# Help jason plant - Dec. 13th



## Jason Baliban (Feb 21, 2005)

On Sunday Dec. 13th, I am putting together a sort of get together for the planting of this tank..
http://www.aquaticplantcentral.com/forumapc/journals/64462-project-178-a.html

Anyone who would like to come is more then welcome!!

We will probly start getting together around 11, maybe have some lunch then get started planting. Some folks are coming up from GWAPA, and I will(have) extended invites to PAPAS and the NJ clubs.

Hopefully we can all get together and share some fun and stories.
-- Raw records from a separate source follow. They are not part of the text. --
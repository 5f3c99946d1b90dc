//! Retention decisions for timestamped backup artifacts.
//!
//! Candidates reported by a scanner are grouped by location, matched to a
//! policy, given a timestamp, filtered and finally partitioned into kept and
//! over-limit sets per calendar frequency. The crate performs no I/O.

pub mod artifact;
pub mod config;
pub mod count;
pub mod engine;
pub mod filter;
pub mod metrics;
pub mod policy;
pub mod report;
pub mod scheme;
pub mod timestamp;
pub mod warden;

pub use artifact::{Artifact, Candidate, SourceKind};
pub use config::{CountSpec, PolicyConfig, SchemeError, build_bindings};
pub use count::{CountExpressionError, RetentionCount};
pub use engine::{FrequencyPass, RotationEngine, run_pass};
pub use filter::{FilterStage, FilterVerdict};
pub use metrics::RotationMetrics;
pub use policy::{PolicyBinding, PolicyResolver, RotationError};
pub use report::{
    DecisionReason, LocationReport, ReportSummary, Removal, RotationDecision, RotationReport,
    format_bytes,
};
pub use scheme::{Frequency, RetentionScheme, TimezoneMode};
pub use timestamp::{DEFAULT_TIMESTAMP_PATTERN, TimestampError, TimestampRule};
pub use warden::{EntryClass, Warden};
If you would like to make it, PM me and i will get you my address.

jB


----------



## rjfurbank (Jan 21, 2008)

Hi Jason--I'll be there.

-Roy


----------



## Brilliant (Jun 25, 2006)

Man, I thought I missed this one. I marked my calendar...see you there! 

arty:


----------



## Jason Baliban (Feb 21, 2005)

One week to go!!

Everyone is welcome!! If you are interested and are not on the DVAGA mailing list, just PM me and i will get you my address!

It is sure to be an amazing day Well, there will be pizza at the very least

jB


----------



## ngb2322 (Apr 9, 2008)

Jason
I'll be there, looking forward to seeing the setup.

Nate


----------



## Phil Edwards (Jan 22, 2004)

I'll be there in spirit Jason. How's that Bolbitis holding up? The other folks I mailed some to said theirs came in just fine. Good luck with the planting!


----------



## Jason Baliban (Feb 21, 2005)

Special thanks to everyone for coming out today! What a great day!!

Here is a link to some pics from the day...

http://www.aquaticplantcentral.com/forumapc/journals/64462-project-178-a-2.html#post511540

jB


----------